• Instructions for the task:
Could you transcribe the whole listing, keeping every line exactly the same?

[Data under study]

use std::sync::Arc;
use std::time::Duration;

use hearth_core::{ConfigStore, PortAllocator, QueueManager, Settings};
use hearth_events::Bus;
use hearth_runtime::ServiceAdapter;

use crate::apply::ApplyEngine;
use crate::catalog::ServiceCatalog;
use crate::installer::Installer;
use crate::logs::LogHub;
use crate::process_adapter::ProcessAdapter;
use crate::restart::{RestartCoordinator, RestartOptions};
use crate::supervisor::{Supervisor, SupervisorOptions};
use crate::tasks::TaskHandle;

const BUS_CAPACITY: usize = 1024;

#[derive(Clone)]
pub(crate) struct AppState {
    settings: Arc<Settings>,
    bus: Bus,
    store: Arc<ConfigStore>,
    queue: Arc<QueueManager>,
    ports: Arc<PortAllocator>,
    installer: Arc<Installer>,
    logs: Arc<LogHub>,
    supervisor: Supervisor,
    catalog: Arc<ServiceCatalog>,
    apply: Arc<ApplyEngine>,
    restart: RestartCoordinator,
}

impl AppState {
    pub fn builder(settings: Settings) -> AppStateBuilder {
        AppStateBuilder::new(settings)
    }

    pub fn settings(&self) -> &Settings {
        &self.settings
    }

    pub fn bus(&self) -> &Bus {
        &self.bus
    }

    pub fn store(&self) -> &Arc<ConfigStore> {
        &self.store
    }

    pub fn queue(&self) -> &Arc<QueueManager> {
        &self.queue
    }

    pub fn ports(&self) -> &Arc<PortAllocator> {
        &self.ports
    }

    pub fn installer(&self) -> &Arc<Installer> {
        &self.installer
    }

    pub fn logs(&self) -> &Arc<LogHub> {
        &self.logs
    }

    pub fn supervisor(&self) -> &Supervisor {
        &self.supervisor
    }

    pub fn catalog(&self) -> &Arc<ServiceCatalog> {
        &self.catalog
    }

    pub fn apply(&self) -> &Arc<ApplyEngine> {
        &self.apply
    }

    pub fn restart(&self) -> &RestartCoordinator {
        &self.restart
    }
}

pub(crate) struct AppStateBuilder {
    settings: Settings,
    adapter: Option<Arc<dyn ServiceAdapter>>,
    supervisor_options: Option<SupervisorOptions>,
    restart_options: Option<RestartOptions>,
}

impl AppStateBuilder {
    fn new(settings: Settings) -> Self {
        Self {
            settings,
            adapter: None,
            supervisor_options: None,
            restart_options: None,
        }
    }

    #[cfg(test)]
    pub fn with_adapter(mut self, adapter: Arc<dyn ServiceAdapter>) -> Self {
        self.adapter = Some(adapter);
        self
    }

    #[cfg(test)]
    pub fn with_supervisor_options(mut self, options: SupervisorOptions) -> Self {
        self.supervisor_options = Some(options);
        self
    }

    #[cfg(test)]
    pub fn with_restart_options(mut self, options: RestartOptions) -> Self {
        self.restart_options = Some(options);
        self
    }

    /// Wire every component together and spawn the supervisor actor. The
    /// returned tasks belong to the caller's shutdown sequence.
    pub fn build(self) -> anyhow::Result<(AppState, Vec<TaskHandle>)> {
        let settings = Arc::new(self.settings);
        std::fs::create_dir_all(&settings.state_dir)?;
        std::fs::create_dir_all(&settings.extensions_dir)?;

        let bus = Bus::new(BUS_CAPACITY);
        let store = Arc::new(ConfigStore::in_dir(&settings.state_dir));
        let queue = Arc::new(QueueManager::in_dir(&settings.state_dir));
        let ports = Arc::new(PortAllocator::new(store.clone()).with_os_probe(settings.probe_os_ports));
        let installer = Arc::new(Installer::new(
            settings.extensions_dir.clone(),
            settings.sources_dir.clone(),
        ));
        let logs = Arc::new(LogHub::new(bus.clone()));

        let adapter: Arc<dyn ServiceAdapter> = match self.adapter {
            Some(adapter) => adapter,
            None => ProcessAdapter::new(logs.clone())?,
        };
        let supervisor_options = self
            .supervisor_options
            .unwrap_or_else(|| SupervisorOptions::from_settings(&settings));
        let (supervisor, supervisor_task) =
            Supervisor::spawn(adapter, bus.clone(), supervisor_options);

        let catalog = Arc::new(ServiceCatalog::new(
            settings.extensions_dir.clone(),
            settings.core_services.clone(),
            store.clone(),
            ports.clone(),
            supervisor.clone(),
            logs.clone(),
            bus.clone(),
        ));
        let apply = Arc::new(ApplyEngine::new(
            settings.state_dir.clone(),
            settings.core_update_command.clone(),
            store.clone(),
            queue.clone(),
            ports.clone(),
            installer.clone(),
            catalog.clone(),
            supervisor.clone(),
            bus.clone(),
        ));
        let restart_options = self
            .restart_options
            .unwrap_or_else(|| RestartOptions::with_timeout(settings.restart_timeout));
        let restart = RestartCoordinator::new(
            supervisor.clone(),
            catalog.clone(),
            apply.clone(),
            bus.clone(),
            restart_options,
        );

        let state = AppState {
            settings,
            bus,
            store,
            queue,
            ports,
            installer,
            logs,
            supervisor,
            catalog,
            apply,
            restart,
        };
        Ok((state, vec![supervisor_task]))
    }
}

/// Grace period granted to background tasks once the supervisor has stopped.
pub(crate) const TASK_SHUTDOWN_GRACE: Duration = Duration::from_secs(2);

[/Data under study]

• Task answer:
use std::sync::Arc;
use std::time::Duration;

use hearth_core::{ConfigStore, PortAllocator, QueueManager, Settings};
use hearth_events::Bus;
use hearth_runtime::ServiceAdapter;

use crate::apply::ApplyEngine;
use crate::catalog::ServiceCatalog;
use crate::installer::Installer;
use crate::logs::LogHub;
use crate::process_adapter::ProcessAdapter;
use crate::restart::{RestartCoordinator, RestartOptions};
use crate::supervisor::{Supervisor, SupervisorOptions};
use crate::tasks::TaskHandle;

const BUS_CAPACITY: usize = 1024;

#[derive(Clone)]
pub(crate) struct AppState {
    settings: Arc<Settings>,
    bus: Bus,
    store: Arc<ConfigStore>,
    queue: Arc<QueueManager>,
    ports: Arc<PortAllocator>,
    installer: Arc<Installer>,
    logs: Arc<LogHub>,
    supervisor: Supervisor,
    catalog: Arc<ServiceCatalog>,
    apply: Arc<ApplyEngine>,
    restart: RestartCoordinator,
}

impl AppState {
    pub fn builder(settings: Settings) -> AppStateBuilder {
        AppStateBuilder::new(settings)
    }

    pub fn settings(&self) -> &Settings {
        &self.settings
    }

    pub fn bus(&self) -> &Bus {
        &self.bus
    }

    pub fn store(&self) -> &Arc<ConfigStore> {
        &self.store
    }

    pub fn queue(&self) -> &Arc<QueueManager> {
        &self.queue
    }

    pub fn ports(&self) -> &Arc<PortAllocator> {
        &self.ports
    }

    pub fn installer(&self) -> &Arc<Installer> {
        &self.installer
    }

    pub fn logs(&self) -> &Arc<LogHub> {
        &self.logs
    }

    pub fn supervisor(&self) -> &Supervisor {
        &self.supervisor
    }

    pub fn catalog(&self) -> &Arc<ServiceCatalog> {
        &self.catalog
    }

    pub fn apply(&self) -> &Arc<ApplyEngine> {
        &self.apply
    }

    pub fn restart(&self) -> &RestartCoordinator {
        &self.restart
    }
}

pub(crate) struct AppStateBuilder {
    settings: Settings,
    adapter: Option<Arc<dyn ServiceAdapter>>,
    supervisor_options: Option<SupervisorOptions>,
    restart_options: Option<RestartOptions>,
}

impl AppStateBuilder {
    fn new(settings: Settings) -> Self {
        Self {
            settings,
            adapter: None,
            supervisor_options: None,
            restart_options: None,
        }
    }

    #[cfg(test)]
    pub fn with_adapter(mut self, adapter: Arc<dyn ServiceAdapter>) -> Self {
        self.adapter = Some(adapter);
        self
    }

    #[cfg(test)]
    pub fn with_supervisor_options(mut self, options: SupervisorOptions) -> Self {
        self.supervisor_options = Some(options);
        self
    }

    #[cfg(test)]
    pub fn with_restart_options(mut self, options: RestartOptions) -> Self {
        self.restart_options = Some(options);
        self
    }

    /// Wire every component together and spawn the supervisor actor. The
    /// returned tasks belong to the caller's shutdown sequence.
    pub fn build(self) -> anyhow::Result<(AppState, Vec<TaskHandle>)> {
        let settings = Arc::new(self.settings);
        std::fs::create_dir_all(&settings.state_dir)?;
        std::fs::create_dir_all(&settings.extensions_dir)?;

        let bus = Bus::new(BUS_CAPACITY);
        let store = Arc::new(ConfigStore::in_dir(&settings.state_dir));
        let queue = Arc::new(QueueManager::in_dir(&settings.state_dir));
        let ports = Arc::new(PortAllocator::new(store.clone()).with_os_probe(settings.probe_os_ports));
        let installer = Arc::new(Installer::new(
            settings.extensions_dir.clone(),
            settings.sources_dir.clone(),
        ));
        let logs = Arc::new(LogHub::new(bus.clone()));

        let adapter: Arc<dyn ServiceAdapter> = match self.adapter {
            Some(adapter) => adapter,
            None => ProcessAdapter::new(logs.clone())?,
        };
        let supervisor_options = self
            .supervisor_options
            .unwrap_or_else(|| SupervisorOptions::from_settings(&settings));
        let (supervisor, supervisor_task) =
            Supervisor::spawn(adapter, bus.clone(), supervisor_options);

        let catalog = Arc::new(ServiceCatalog::new(
            settings.extensions_dir.clone(),
            settings.core_services.clone(),
            store.clone(),
            ports.clone(),
            supervisor.clone(),
            logs.clone(),
            bus.clone(),
        ));
        let apply = Arc::new(ApplyEngine::new(
            settings.state_dir.clone(),
            settings.core_update_command.clone(),
            store.clone(),
            queue.clone(),
            ports.clone(),
            installer.clone(),
            catalog.clone(),
            supervisor.clone(),
            bus.clone(),
        ));
        let restart_options = self
            .restart_options
            .unwrap_or_else(|| RestartOptions::with_timeout(settings.restart_timeout));
        let restart = RestartCoordinator::new(
            supervisor.clone(),
            catalog.clone(),
            apply.clone(),
            bus.clone(),
            restart_options,
        );

        let state = AppState {
            settings,
            bus,
            store,
            queue,
            ports,
            installer,
            logs,
            supervisor,
            catalog,
            apply,
            restart,
        };
        Ok((state, vec![supervisor_task]))
    }
}

/// Grace period granted to background tasks once the supervisor has stopped.
pub(crate) const TASK_SHUTDOWN_GRACE: Duration = Duration::from_secs(2);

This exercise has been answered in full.